Past and recent literature in the field of marketing has offered keen insights on health markets and concomitant consumer behaviours (Thompson, 2004; Balbo and Gavard-Perret, 2015; Haws et al. 2017). In 2020 a special virtual issue on healthcare marketing published in RAM refocused critical attention on behavioural intentions, persuasion strategies and consumer affect opening with an editorial that called for the pursuit of health-related research in marketing (Gotteland, 2020). Our special issue responds directly to this appeal. It intends to urge and expand health market debates in the current bio-tech century which has transformed healthcare, health practices and consumer experiences. The significant growth of health technology markets is to a large degree fuelled by novel, ‘revolutionary’ applications that include digital and nanobio technologies (Bailey, 2005; Duggal et al. 2018) yet they remain understudied and undertheorised by marketing and consumer behaviour scholars.

Theorisation generated by marketing and consumer researchers has already provided valuable insights into health-related, human-technology relationships in the contexts of biohacking (Lima et al., 2022), transhumanism through self-directed human evolution (Belk, 2021; Lima & Belk, 2022; Takhar et al., 2022), the ambivalent consumption of assisted reproductive technologies (Takhar, 2020; Takhar, 2022a, 2022b), consumer self-tracking (Bode and Kristensen, 2016; DuFault and Schouten, 2018), and multiple consumer-object assemblages for smart assisted living (Schneider-Kamp & Askegaard, 2022). Broader sociological theories such as Bourdieusian capital theory and social emotions have contributed to an improved understanding of healthcare technologies and consumption (Schneider-Kamp, 2021; Mimoun et al., 2022). Our inclusion of the term ‘revolutions’ in this call relates not only to radically new innovations but also to their transformational effects on consumers. We therefore underline a fundamental objective for this special issue: encouraging contributions around consumer affect, (Ahmed, 2013) emancipation, risk perception, stress (Maté, 2019), techno-optimism (Guston, 2010) and surveillance (Lupton, 2014; Martinez-Martin, 2018) in technologized health contexts.
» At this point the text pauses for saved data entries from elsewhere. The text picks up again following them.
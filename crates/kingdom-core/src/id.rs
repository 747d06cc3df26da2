//! Strongly-typed identifiers.

use std::fmt;

/// Identifies a player within a game.
///
/// `PlayerId(n)` is the n-th player in the game configuration and indexes
/// that player's board.
#[derive(Clone, Copy, Debug, PartialEq, Eq, Hash, PartialOrd, Ord)]
pub struct PlayerId(pub u32);

impl PlayerId {
    /// The ID as a board index.
    pub fn index(self) -> usize {
        self.0 as usize
    }
}

impl fmt::Display for PlayerId {
    fn fmt(&self, f: &mut fmt::Formatter<'_>) -> fmt::Result {
        write!(f, "P{}", self.0)
    }
}

impl From<u32> for PlayerId {
    fn from(v: u32) -> Self {
        Self(v)
    }
}
/// What the game is waiting for.
#[derive(Clone, Copy, Debug, PartialEq, Eq)]
pub enum Phase {
    /// Waiting for [`Game::begin_round`].
    Draw,
    /// Waiting for this player to [`select`](Game::select) a slot.
    Select(PlayerId),
    /// Waiting for [`Game::next_placement`] or [`Game::place`].
    Place,
    /// Deck and line are exhausted.
    Over,
}

/// A full game: boards, deck, line, and turn order.
#[derive(Clone, Debug)]
pub struct Game {
    config: GameConfig,
    boards: Vec<Board>,
    deck: Deck,
    line: Option<DraftLine>,
    pick_order: VecDeque<PlayerId>,
    next_order: Vec<PlayerId>,
    pending: Option<(PlayerId, Domino)>,
    round: u32,
}

impl Game {
    /// Set up boards, deal the deck, and draw the initial player order.
    ///
    /// The deck shuffle and the initial order both come from one
    /// `ChaCha8Rng` seeded with `config.seed`. In two-player games every
    /// player appears twice in the pick order.
    pub fn new(catalog: &Catalog, config: GameConfig) -> Result<Self, ConfigError> {
        config.validate()?;
        let mut rng = ChaCha8Rng::seed_from_u64(config.seed);
        let deck = Deck::from_rng(catalog, config.deck_size(), config.draw_count(), &mut rng)?;
        let mut players: Vec<PlayerId> = (0..config.players).map(PlayerId).collect();
        players.shuffle(&mut rng);
        let pick_order: VecDeque<PlayerId> = players
            .iter()
            .copied()
            .cycle()
            .take(players.len() * config.picks_per_player())
            .collect();
        debug!(
            players = config.players,
            deck = deck.len(),
            order = ?pick_order,
            "game created"
        );
        Ok(Self {
            boards: (0..config.players).map(|_| Board::new(config.rules)).collect(),
            config,
            deck,
            line: None,
            pick_order,
            next_order: Vec::new(),
            pending: None,
            round: 0,
        })
    }

    /// The configuration this game was created with.
    pub fn config(&self) -> &GameConfig {
        &self.config
    }

    /// Rounds begun so far.
    pub fn round(&self) -> u32 {
        self.round
    }

    /// Every board, indexed by [`PlayerId::index`].
    pub fn boards(&self) -> &[Board] {
        &self.boards
    }

    /// `player`'s board.
    pub fn board(&self, player: PlayerId) -> Option<&Board> {
        self.boards.get(player.index())
    }

    /// The current draft line, if a round is in progress.
    pub fn line(&self) -> Option<&DraftLine> {
        self.line.as_ref()
    }

    /// Dominoes left in the deck.
    pub fn deck_len(&self) -> usize {
        self.deck.len()
    }

    /// Players still to pick this round, in order. Between rounds this is
    /// the next round's full order.
    pub fn pick_order(&self) -> impl Iterator<Item = PlayerId> + '_ {
        self.pick_order.iter().copied()
    }

    /// The domino awaiting [`place`](Game::place), if one was handed out.
    pub fn pending(&self) -> Option<(PlayerId, Domino)> {
        self.pending
    }

    /// What the game is waiting for.
    pub fn phase(&self) -> Phase {
        match &self.line {
            Some(_) if self.pending.is_some() => Phase::Place,
            Some(_) => match self.pick_order.front() {
                Some(&player) => Phase::Select(player),
                None => Phase::Place,
            },
            None if self.deck.is_empty() => Phase::Over,
            None => Phase::Draw,
        }
    }

    /// True once every drafted domino has been resolved and the deck is
    /// empty.
    pub fn is_over(&self) -> bool {
        self.phase() == Phase::Over
    }

    // ── Round cycle ─────────────────────────────────────────────

    /// Draw the next line.
    #[instrument(level = "debug", skip(self), fields(round = self.round + 1))]
    pub fn begin_round(&mut self) -> Result<&DraftLine, DraftError> {
        if self.phase() != Phase::Draw {
            return Err(if self.deck.is_empty() {
                DraftError::DeckExhausted
            } else {
                DraftError::WrongPhase {
                    expected: "a finished round",
                }
            });
        }
        self.round += 1;
        let line = DraftLine::new(self.deck.draw());
        debug!(slots = line.len(), deck = self.deck.len(), "round started");
        Ok(&*self.line.insert(line))
    }

    /// Claim line slot `index` for `player`, who must be next to pick.
    #[instrument(level = "debug", skip(self))]
    pub fn select(&mut self, player: PlayerId, index: usize) -> Result<(), DraftError> {
        self.check_player(player)?;
        let expected = match self.phase() {
            Phase::Select(expected) => expected,
            _ => {
                return Err(DraftError::WrongPhase {
                    expected: "selection",
                })
            }
        };
        if expected != player {
            return Err(DraftError::OutOfTurn {
                expected,
                got: player,
            });
        }
        let line = self.line.as_mut().ok_or(DraftError::WrongPhase {
            expected: "selection",
        })?;
        line.choose(player, index)?;
        self.pick_order.pop_front();
        debug!(remaining = self.pick_order.len(), "slot claimed");
        Ok(())
    }

    /// Hand out the next claimed domino for placement.
    ///
    /// Returns the same domino again until it is resolved. Unclaimed
    /// slots are dropped. Returns `None` outside the placement phase.
    pub fn next_placement(&mut self) -> Option<(PlayerId, Domino)> {
        if self.phase() != Phase::Place {
            return None;
        }
        if self.pending.is_some() {
            return self.pending;
        }
        let line = self.line.as_mut()?;
        while let Some((claimant, domino)) = line.pop() {
            match claimant {
                Some(player) => {
                    self.pending = Some((player, domino));
                    return self.pending;
                }
                None => debug!(domino = %domino, "unclaimed domino dropped"),
            }
        }
        self.finish_round();
        None
    }

    /// Resolve the pending domino for `player`.
    ///
    /// A play must name the pending domino and be legal on the player's
    /// board. A discard is only accepted when the board has no legal play
    /// for the domino.
    #[instrument(level = "debug", skip(self, placement))]
    pub fn place(
        &mut self,
        player: PlayerId,
        domino: Domino,
        placement: Placement,
    ) -> Result<(), DraftError> {
        self.check_player(player)?;
        let (expected, due) = self.pending.ok_or(DraftError::WrongPhase {
            expected: "a pending placement",
        })?;
        if expected != player {
            return Err(DraftError::OutOfTurn {
                expected,
                got: player,
            });
        }
        if domino != due {
            return Err(DraftError::WrongDomino {
                expected: due,
                got: domino,
            });
        }
        let board = &mut self.boards[player.index()];
        match placement {
            Placement::Play(play) => {
                if *play.domino() != due {
                    return Err(DraftError::WrongDomino {
                        expected: due,
                        got: *play.domino(),
                    });
                }
                board.play(play)?;
            }
            Placement::Discard => {
                if board.can_place(due) {
                    return Err(DraftError::DiscardWithLegalPlays { number: due.number });
                }
                board.discard(due);
            }
        }
        self.pending = None;
        self.next_order.push(player);
        if self.line.as_ref().is_some_and(DraftLine::is_empty) {
            self.finish_round();
        }
        Ok(())
    }

    /// Legal plays for the pending domino on its owner's board.
    pub fn legal_plays(&self) -> Option<IndexSet<Play>> {
        let (player, domino) = self.pending?;
        let board = self.board(player)?;
        Some(board.valid_plays(domino, None, None))
    }

    fn finish_round(&mut self) {
        self.line = None;
        self.pick_order = self.next_order.drain(..).collect();
        debug!(round = self.round, order = ?self.pick_order, "round finished");
    }

    fn check_player(&self, player: PlayerId) -> Result<(), DraftError> {
        if player.index() < self.boards.len() {
            Ok(())
        } else {
            Err(DraftError::UnknownPlayer { player })
        }
    }

    // ── Results ─────────────────────────────────────────────────

    /// Players ranked best first by points, then crowns. Ties keep player
    /// order.
    pub fn standings(&self) -> Vec<(PlayerId, Score)> {
        let mut ranked: Vec<(PlayerId, Score)> = self
            .boards
            .iter()
            .zip(0..)
            .map(|(board, i)| (PlayerId(i), board.score()))
            .collect();
        ranked.sort_by(|a, b| b.1.cmp(&a.1));
        ranked
    }
}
Affective reactions play a pivotal role in health (Agrawal et al. 2007; Bowen et al. 2004; Pressman et al. 2019) with marketing scholars having observed that excessive patient involvement can significantly raise stress levels (Kahn et al. 1997) as in the case of rising self-quantification (Ajana, 2017; Sharon, 2017), personal health informatics and self-quantification systems.

Central to health technology innovations and their consumption are bioethical concerns which constitute fertile terrain for new ethical theorisation that questions and/or expands the principles of beneficence, nonmaleficence, autonomy, and justice (Beauchamp and Childress, 2019). Some current technological developments in healthcare blur the line between treating and cheating (Dal Bo, 2021; Jeske, 2020; Waltz, 2017) potentially leading to undesired outcomes. For example, by ingesting smart drugs, consumers may experience dehumanisation rather than the desired “superhumanisation” (Castelo, Schmitt and Sarvary, 2019). Here, consumer desires determine and at the same time problematise beneficence, nonmaleficence, ‘ethical’ medical practices, and health marketplace hierarchies, creating gaps for novel conceptualisations. If we consider autonomy and the lack of consumer healthcare literacy, the consumption of some direct-to-consumer (DTC) genetic tests that may determine healthcare decisions pose considerable challenges (Pearson and Liu-Thompkins, 2012; Gill, Obley and Prasad, 2018). In some cases, consumers use genetic tests from companies such as 23andme ( as a blueprint to conceive, try, evaluate, and share DIY healthcare solutions on social media. This could lead to further misinformation, fake health news, fake health ‘facts’, and conspiracy theories, similar to what has been witnessed during the COVID- 19 pandemic (Mende, Vallen and Berry, 2021). Another relevant yet understudied ethical question we ask is what 23andme can and may do with the genetic information of its current 12 million customers worldwide (Seife, 2013). Finally, justice is defined as the fair, equitable, and adequate distribution of health resources in the form of benefits and norms. One meaningful question is whether consuming a particular drug or engaging in a specific social practice affects others, as in the case of anti-vaxxers. From these bioethical perspectives, revolutions and transformations in health are influenced by society’s views about morality (Silchenko and Askegaard, 2020; Hill, 2018).

Expected contributions

This special issue aims to further reflect upon, critically analyse, and develop theoretical and methodological perspectives, both quantitative and qualitative, for the investigation of market phenomena such as wearable technologies, self-quantification, digital health consumption, telehealth, Internet-of-Things, and DIY health practices. We therefore invite critical, cross-disciplinary contributions from marketing scholars, consumer researchers, and public health researchers, addressing the theoretical and methodological implications of these or other related phenomena.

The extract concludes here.